Soutzo et ses témoins s’enfuient en laissant le mourant et ses proches dans l’angoisse du sort du blessé. On va chercher une voiture pour emmener le jeune Ghika à Fontainebleau. On prend les chemins de terre de la forêt pour éviter les chaos du pavé de la route principale, car le malheureux prince souffre atrocement. On s'arrête à de nombreuses reprises pour calmer les souffrances du blessé, enfin on arrive à l'hôtel de France et d'Angleterre. Là, un médecin militaire est appelé, mais ne peut rien faire. Nicolas Ghika agonise pendant presque vingt-quatre heures avant de mourir. On l’enterra au cimetière du Mée-sur-Seine. 

 « Duel au pistolet » film des frêres Lumières, 1898.

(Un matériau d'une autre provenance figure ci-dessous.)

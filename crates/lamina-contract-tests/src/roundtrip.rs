//! 回环主题：分帧过滤器叠在管道传输上的端到端透明性。

use crate::case::{TckCase, TckSuite};
use crate::support::{delim_filter, loopback, open_both};

use lamina_core::aux::AuxTags;

const CASES: &[TckCase] = &[
    TckCase {
        name: "two_messages_arrive_as_two_events",
        test: two_messages_arrive_as_two_events,
    },
    TckCase {
        name: "echo_round_trip_preserves_bytes",
        test: echo_round_trip_preserves_bytes,
    },
    TckCase {
        name: "large_message_crosses_read_buffer_boundary",
        test: large_message_crosses_read_buffer_boundary,
    },
];

const SUITE: TckSuite = TckSuite {
    name: "roundtrip",
    cases: CASES,
};

/// 返回"回环"主题的测试套件。
pub(crate) const fn suite() -> &'static TckSuite {
    &SUITE
}

/// 发送两条 `"hello\n"`：对端恰好收到两次读事件，每次 6 字节，保序。
fn two_messages_arrive_as_two_events() {
    let fix = loopback(&delim_filter);
    open_both(&fix);
    fix.server.set_read_enabled(true);

    fix.client.write(&[b"hello\n"], &AuxTags::empty()).unwrap();
    fix.client.write(&[b"hello\n"], &AuxTags::empty()).unwrap();
    fix.rt.run_until_idle();

    let reads: Vec<_> = fix
        .server_events
        .reads()
        .into_iter()
        .filter(|event| event.err_code.is_none() && !event.data.is_empty())
        .collect();
    assert_eq!(reads.len(), 2, "两条消息必须到达为两次独立事件");
    assert_eq!(reads[0].data, b"hello\n");
    assert_eq!(reads[1].data, b"hello\n");
}

/// 服务端把收到的消息原样回写，客户端取回完全相同的字节。
fn echo_round_trip_preserves_bytes() {
    let fix = loopback(&delim_filter);
    open_both(&fix);
    fix.client.set_read_enabled(true);
    fix.server.set_read_enabled(true);

    fix.client
        .write(&[b"ping with payload"], &AuxTags::empty())
        .unwrap();
    fix.rt.run_until_idle();
    assert_eq!(fix.server_events.collected_data(), b"ping with payload");

    for event in fix.server_events.reads() {
        if event.err_code.is_none() && !event.data.is_empty() {
            fix.server.write(&[&event.data], &AuxTags::empty()).unwrap();
        }
    }
    fix.rt.run_until_idle();
    assert_eq!(fix.client_events.collected_data(), b"ping with payload");
}

/// 超过读缓冲容量的消息跨多次下层读重组，仍以单次事件完整交付。
fn large_message_crosses_read_buffer_boundary() {
    let fix = loopback(&delim_filter);
    open_both(&fix);
    fix.server.set_read_enabled(true);

    let payload: Vec<u8> = (0..5000u32).map(|i| (i % 251) as u8).collect();
    fix.client.write(&[&payload], &AuxTags::empty()).unwrap();
    fix.rt.run_until_idle();

    let reads: Vec<_> = fix
        .server_events
        .reads()
        .into_iter()
        .filter(|event| event.err_code.is_none() && !event.data.is_empty())
        .collect();
    assert_eq!(reads.len(), 1, "消息边界必须保持：一条消息一次事件");
    assert_eq!(reads[0].data, payload);
}
use alloc::boxed::Box;
use core::time::Duration;

use crate::{Result, sealed::Sealed};

/// 定时器到期回调。
///
/// # 契约说明（What）
/// - `timeout` 在事件循环线程上调用；实现不得阻塞，不得在回调内同步等待
///   自身的 `stop_with_done` 完成（会自锁）。
pub trait TimerHandler: Send + Sync + 'static + Sealed {
    /// 定时器到期。
    fn timeout(&self);
}

/// 一次性定时器句柄。
///
/// # 设计背景（Why）
/// - 栈运行时只需要一次性定时器：握手重试、优雅关闭轮询、过滤器周期唤醒
///   都以"到期后由回调决定是否重启"的方式组合出周期行为。
/// - `stop_with_done` 是关键原语：停表方必须知道定时器是否正在触发中，
///   "先停后重启"的路径才能干净衔接（参见基础端点对过滤器定时器的管理）。
///
/// # 契约说明（What）
/// - `start`：启动一次性计时；定时器已在运行时返回 `endpoint.in_use`。
/// - `stop`：取消未触发的计时；定时器空闲时返回 `timer.not_running`。
/// - `stop_with_done`：同 `stop`，但保证 `done` 在任何在途到期回调完全退栈后
///   恰好执行一次；若定时器空闲则返回 `timer.not_running` 且不调用 `done`。
///
/// # 风险提示（Trade-offs）
/// - `done` 以 `Box<dyn FnOnce>` 传递，包含一次堆分配；该路径只出现在
///   关闭与重启流程，不在数据热路径上。
pub trait Timer: Send + Sync + 'static + Sealed {
    /// 启动一次性计时。
    fn start(&self, delay: Duration) -> Result<()>;

    /// 取消未触发的计时。
    fn stop(&self) -> Result<()>;

    /// 取消计时，并在任何在途到期回调退栈后调用 `done`。
    fn stop_with_done(&self, done: Box<dyn FnOnce() + Send>) -> Result<()>;
}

Soutzo écrivit une lettre en se déclarant prêt à répondre de ses actes, ce qu’il fit en comparaissant le 7 février 1874 à la cour d’assise de Melun avec ses témoins. La mort de Nicolas Ghika, âgé de 24 ans, fit grand bruit dans l’opinion, l’émotion était grande, le jeune homme étant décrit comme délicat, voir efféminé en opposition à son meurtrier, un homme brutal et soldat de métier. Soutzo fut condamné à quatre ans de prison et les témoins entre trois et deux ans. Lors du procès un des témoins du duel déclara : « Lorsque je vis appeler Ghika pour le mettre en ligne, cela m'a fait l'effet d'un agneau qu'on conduit à la boucherie. »

Le Clovis (A).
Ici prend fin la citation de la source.